Cape Canaveral, Fla. (AP) – A NASA spacecraft has converted more than 200 million miles of planetary samples into capsules to return to Earth, after losing some of its precious loot, scientists said Thursday.
The flight controller took significant action after parts of the debris collected last week entered space.
The Osiris-Rex spacecraft collected blankets and other pieces of the planet on October 20, briefly touched the surface with its robotic arm and sucked whatever was there. So much was collected – a rock worth about an hundred grams fell into the container and opened, allowing some of the specimens to survive.

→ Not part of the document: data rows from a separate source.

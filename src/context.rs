use crate::trait_map::TraitMap;
use std::any::Any;

/// A data container owned by a `Context`, created on first access.
pub trait DataPlugin: Any + Sized {
    /// A constant reference to a constructor
    #[allow(non_upper_case_globals)]
    const new: &'static dyn Fn() -> Self;
}

/// Replicate-local state: people, random number streams, and the recorder all live here as
/// data plugins. Nothing in a `Context` is shared with any other replicate.
pub struct Context {
    data_plugins: TraitMap,
}

impl Default for Context {
    fn default() -> Self {
        Self::new()
    }
}

impl Context {
    pub fn new() -> Self {
        Context {
            data_plugins: TraitMap::new(),
        }
    }

    /// Returns a mutable reference for the data container for `T`, creating it if it doesn't
    /// exist yet.
    pub fn get_data_container_mut<T: DataPlugin>(&mut self) -> &mut T {
        self.data_plugins.get_or_insert_with(|| <T as DataPlugin>::new())
    }

    /// Returns a reference to the data container for `T` if it exists.
    /// If you need a mutable reference or lazy instantiation, use
    /// `Context::get_data_container_mut()`.
    pub fn get_data_container<T: DataPlugin>(&self) -> Option<&T> {
        self.data_plugins.get::<T>()
    }

    /// Temporarily detaches the data container for `T` so that `f` can mutate it while also
    /// using the rest of the context (for example to draw random numbers). The container is
    /// reattached afterwards.
    pub fn with_data_container<T: DataPlugin, R>(
        &mut self,
        f: impl FnOnce(&mut T, &mut Context) -> R,
    ) -> R {
        let mut container = match self.data_plugins.remove::<T>() {
            Some(boxed) => *boxed,
            None => <T as DataPlugin>::new(),
        };
        let result = f(&mut container, self);
        self.data_plugins.insert(container);
        result
    }
}

#[cfg(test)]
mod tests {
    use super::*;

    #[derive(Debug, Default)]
    struct Tally(Vec<u8>);
    impl DataPlugin for Tally {
        const new: &'static dyn Fn() -> Self = &Tally::default;
    }

    struct Label(&'static str);
    impl DataPlugin for Label {
        const new: &'static dyn Fn() -> Self = &|| Label("unset");
    }

    #[test]
    fn test_context_creation() {
        let mut context = Context::new();
        assert!(context.get_data_container::<Tally>().is_none());
        {
            let tally: &mut Tally = context.get_data_container_mut();
            tally.0.push(1);
            tally.0.push(2);
        }
        assert_eq!(context.get_data_container::<Tally>().unwrap().0, vec![1, 2]);
        assert_eq!(context.get_data_container_mut::<Label>().0, "unset");
    }

    #[test]
    fn with_data_container_reattaches() {
        let mut context = Context::new();
        context.get_data_container_mut::<Label>().0 = "outer";

        let seen = context.with_data_container::<Tally, _>(|tally, context| {
            tally.0.push(9);
            // The detached container is invisible while borrowed.
            assert!(context.get_data_container::<Tally>().is_none());
            context.get_data_container_mut::<Label>().0
        });

        assert_eq!(seen, "outer");
        assert_eq!(context.get_data_container::<Tally>().unwrap().0, vec![9]);
    }
}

All that’s left is Benu’s village by March. Will not depart when the planet and the earth are properly aligned. It will be 2023 – seven years after Osiris-Rex made a noise at Cape Canaveral before the sample arrived.
This is the first U.S. mission to go after eclipse samples. Japan has done it twice on other space rocks and expects its latest batch to arrive in December.
Carbon-rich, solar-powered Benu is believed to have been placed under construction to secure the solar system. Scientists say that survivors can help explain how the planets in our solar system formed billions of years ago and how life came to be on Earth. Samples can also help improve our problems, he said, if a doomsday rock is on our way.
Benu – a black, round rock larger than New York’s Empire State Building – could be dangerously close to Earth by the end of the next decade. The difficulties of the strike are 1-in-2,700. The good news is that when packing the punch, it won’t wipe out the planet.
The Associated Press Department of Health and Science is supported by the Department of Science Education at the Howard Higgs Medical Institute. AP is solely responsible for all content.